I just want to underscore that the question of "where does optional go" is completely orthogonal to this proposed Boost.Buffers library, and the buffers::source and buffers::sink interfaces in particular. My proposed library has nothing to do with serialization and everything to do with providing buffer-oriented interfaces.

In fact, buffers::source is more fundamental than serialization. Boost.Serialization sits between buffers::source and the algorithm for serialization of an optional. This diagram shows the relationship:

{ host } <---> Boost.Buffers <---> Boost.Serialization <---> { optional }

In this diagram "host" is the host program or library which is implemented in terms of Boost.Buffer's abstract interfaces (buffers::source for the case of using Boost.Serialization).
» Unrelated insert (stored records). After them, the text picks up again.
//! Simple line-based play mode
//!
//! Text-based game without TUI: each line typed is fed to the controller one
//! letter at a time, then submitted.

use crate::core::SecretWord;
use crate::error::GameError;
use crate::game::{
    AudioSink, Cue, GameController, InputEvent, Key, LetterSlot, Phase, Position, RenderSink,
    SubmitOutcome,
};
use crate::output::{print_grid, print_scoreboard};
use crate::wordlists::WordSource;
use anyhow::{Context, Result};
use colored::Colorize;
use std::io::{self, Write};
use std::time::Instant;
use tracing::debug;

/// Prints round-level events; the grid itself is printed after each guess
struct LinePrinter;

impl RenderSink for LinePrinter {
    fn on_round_started(&mut self, team: usize, word_len: usize, max_attempts: usize) {
        println!("\n{}", "═".repeat(60).bright_cyan());
        println!(
            " Team {}: find a {}-letter word in {} attempts",
            (team + 1).to_string().bright_yellow().bold(),
            word_len,
            max_attempts
        );
        println!("{}", "═".repeat(60).bright_cyan());
    }

    fn on_slot_changed(&mut self, _position: Position, _slot: &LetterSlot) {}

    fn on_attempt_revealed(&mut self, _attempt: usize, word: &SecretWord) {
        println!("\nThe word was {}", word.text().bright_yellow().bold());
    }

    fn on_team_activated(&mut self, _team: usize) {}

    fn on_team_deactivated(&mut self, _team: usize) {}

    fn on_team_scored(&mut self, team: usize, score: u32) {
        println!(
            "{}",
            format!("Team {} now has {score} points", team + 1)
                .green()
                .bold()
        );
    }

    fn on_round_shine(&mut self, _attempt: usize) {
        println!("{}", "    ✨ ✨ ✨ ✨ ✨ ✨    ".bright_yellow());
    }

    fn on_game_over(&mut self) {
        println!("\n{}", "No words left: the game is over.".red().bold());
    }
}

impl AudioSink for LinePrinter {
    fn play(&mut self, cue: Cue) {
        match cue {
            Cue::Victory => println!("\n{}", "🎉 BRAVO! 🎉".bright_green().bold()),
            Cue::Loss => println!("\n{}", "💀 Perdu...".red().bold()),
        }
    }
}

/// Run the simple interactive CLI mode
///
/// # Errors
///
/// Returns an error if there's an I/O error reading user input or if the
/// controller fails for any reason other than running out of words.
pub fn run_simple<W: WordSource>(game: &mut GameController<W>) -> Result<()> {
    println!("\n╔══════════════════════════════════════════════════════════════╗");
    println!("║                        M O T U S                             ║");
    println!("╚══════════════════════════════════════════════════════════════╝\n");
    println!("Type a guess and press Enter. Missing letters count as blanks.");
    println!("Commands: 'quit' to exit, 'score' to show the scores\n");

    // The first key press only draws the first word
    let started = game.handle_input(InputEvent::press(Key::Submit), Instant::now());
    flush_events(game);
    if !continue_after(started)? {
        return finish(game);
    }

    loop {
        if game.phase() == Phase::Exhausted {
            break;
        }

        if let Some(due) = game.due() {
            std::thread::sleep(due.saturating_duration_since(Instant::now()));
            let ticked = game.tick(Instant::now());
            flush_events(game);
            if !continue_after(ticked)? {
                break;
            }
            continue;
        }

        let turn = game.turn();
        print_grid(turn.grid(), turn.attempt());
        let input = get_user_input(&format!(
            "Team {} attempt {}/{}",
            turn.team() + 1,
            turn.attempt() + 1,
            turn.max_attempts()
        ))?;

        match input.to_lowercase().as_str() {
            "quit" | "q" | "exit" => break,
            "score" | "scores" => {
                print_scoreboard(game.session().teams());
                continue;
            }
            _ => {}
        }

        let now = Instant::now();
        for ch in input.chars() {
            match Key::from_char(ch) {
                Some(key) => {
                    game.handle_input(InputEvent::press(key), now)?;
                }
                None => debug!(?ch, "Ignoring non-letter input"),
            }
        }
        let submitted = game.handle_input(InputEvent::press(Key::Submit), now);

        if let Ok(Some(outcome)) = &submitted {
            let turn = game.turn();
            match outcome {
                SubmitOutcome::NextAttempt { .. } => {
                    print_grid(turn.grid(), turn.attempt().saturating_sub(1));
                }
                SubmitOutcome::Found { .. } | SubmitOutcome::Lost => {
                    print_grid(turn.grid(), turn.attempt());
                }
            }
        }
        flush_events(game);
        if !continue_after(submitted.map(|_| ()))? {
            break;
        }
    }

    finish(game)
}

fn flush_events<W: WordSource>(game: &mut GameController<W>) {
    let (mut render, mut audio) = (LinePrinter, LinePrinter);
    for event in game.take_events() {
        event.dispatch(&mut render, &mut audio);
    }
}

/// Running out of words ends the game; anything else is a real error
fn continue_after<T>(result: Result<T, GameError>) -> Result<bool> {
    match result {
        Ok(_) => Ok(true),
        Err(GameError::ExhaustedDictionary { .. }) => Ok(false),
        Err(e) => Err(e).context("game controller failed"),
    }
}

fn finish<W: WordSource>(game: &GameController<W>) -> Result<()> {
    println!("\nFinal scores:");
    print_scoreboard(game.session().teams());
    println!("\n👋 Thanks for playing!\n");
    Ok(())
}

/// Get user input with a prompt
fn get_user_input(prompt: &str) -> Result<String> {
    print!("{prompt}: ");
    io::stdout().flush()?;

    let mut input = String::new();
    let read = io::stdin()
        .read_line(&mut input)
        .context("failed to read from stdin")?;
    if read == 0 {
        // End of input behaves like quitting
        return Ok("quit".to_string());
    }

    Ok(input.trim().to_string())
}
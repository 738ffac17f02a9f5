//! Guess checking command
//!
//! Evaluates a single guess against a given word, outside of any game.

use crate::core::{BLANK, Feedback, SecretWord, WordError, normalize_letter};
use crate::error::GameError;
use crate::game::ScoringPolicy;

/// Result of checking a guess
#[derive(Debug, Clone, PartialEq, Eq)]
pub struct CheckResult {
    pub secret: SecretWord,
    /// Normalized guess, padded with blanks to the secret's length
    pub guess: Vec<char>,
    pub feedback: Feedback,
    /// Whether the guess filled every column and matched
    pub found: bool,
    /// Points a team would earn for this guess on the first attempt
    pub first_attempt_points: u32,
}

/// Evaluate `guess` against `secret`
///
/// Both are normalized like typed input. A shorter guess is padded with
/// blanks, as when a team submits an incomplete row.
///
/// # Errors
///
/// Returns an error if:
/// - Either word contains something other than letters
/// - The guess is longer than the secret
///
/// # Examples
/// ```
/// use motus::commands::check_guess;
///
/// let result = check_guess("lutins", "snitul").unwrap();
/// assert_eq!(result.feedback.count_misplaced(), 6);
/// assert!(!result.found);
/// ```
pub fn check_guess(secret: &str, guess: &str) -> Result<CheckResult, GameError> {
    let secret = SecretWord::new(secret)?;

    let mut letters = guess
        .trim()
        .chars()
        .map(|ch| normalize_letter(ch).ok_or(WordError::InvalidCharacter(ch)))
        .collect::<Result<Vec<_>, _>>()?;

    if letters.len() > secret.len() {
        return Err(GameError::InvalidGuessLength {
            expected: secret.len(),
            actual: letters.len(),
        });
    }
    let typed = letters.len();
    letters.resize(secret.len(), BLANK);

    let feedback = Feedback::evaluate(&secret, &letters)?;
    let found = typed == secret.len() && letters.as_slice() == secret.letters();
    let first_attempt_points = if found {
        ScoringPolicy::default().points(0)
    } else {
        0
    };

    Ok(CheckResult {
        secret,
        guess: letters,
        feedback,
        found,
        first_attempt_points,
    })
}

#[cfg(test)]
mod tests {
    use super::*;
    use crate::core::Verdict;

    #[test]
    fn check_exact_match() {
        let result = check_guess("lutins", "LUTINS").unwrap();

        assert!(result.found);
        assert!(result.feedback.is_perfect());
        assert_eq!(result.first_attempt_points, 60);
    }

    #[test]
    fn check_very_long_word() {
        let word = "a".repeat(300);
        let result = check_guess(&word, &word).unwrap();

        assert!(result.found);
        assert_eq!(result.feedback.count_correct(), 300);
    }

    #[test]
    fn check_normalizes_accents() {
        let result = check_guess("fenêtre", "FENETRE").unwrap();
        assert!(result.found);
    }

    #[test]
    fn check_pads_short_guess() {
        let result = check_guess("jungle", "jun").unwrap();

        assert_eq!(result.guess, vec!['J', 'U', 'N', BLANK, BLANK, BLANK]);
        assert_eq!(result.feedback.count_correct(), 3);
        assert_eq!(result.feedback.verdicts()[5], Verdict::Absent);
        assert!(!result.found);
        assert_eq!(result.first_attempt_points, 0);
    }

    #[test]
    fn check_rejects_long_guess() {
        assert_eq!(
            check_guess("python", "pythons"),
            Err(GameError::InvalidGuessLength {
                expected: 6,
                actual: 7
            })
        );
    }

    #[test]
    fn check_rejects_invalid_characters() {
        assert!(matches!(
            check_guess("python", "py-hon"),
            Err(GameError::InvalidWord(WordError::InvalidCharacter('-')))
        ));
        assert!(matches!(
            check_guess("", "abc"),
            Err(GameError::InvalidWord(WordError::Empty))
        ));
    }
}
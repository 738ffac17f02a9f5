//! Embedded word list
//!
//! Dictionary compiled into the binary at build time.

// Include generated word list from build script
include!(concat!(env!("OUT_DIR"), "/dictionary.rs"));
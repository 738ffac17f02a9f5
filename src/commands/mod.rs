//! Command implementations

pub mod check;
pub mod simple;

pub use check::{CheckResult, check_guess};
pub use simple::run_simple;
As seen in the diagram, the question of where the serialization spec for "optional" goes, is unrelated to Boost.Buffers.

Another way to think of it is like this. If Boost.Serialization implements the buffers::source interface, then any host which uses Boost.Buffers will be able to make use of types archived through Boost.Serialization. I'm not saying whether this is particularly useful or not as that would depend on the specific use-case. For the upcoming Boost.Http.Proto library, this means that anything which defines a serialization for Boost.Serialization could be attached as the body of an HTTP message.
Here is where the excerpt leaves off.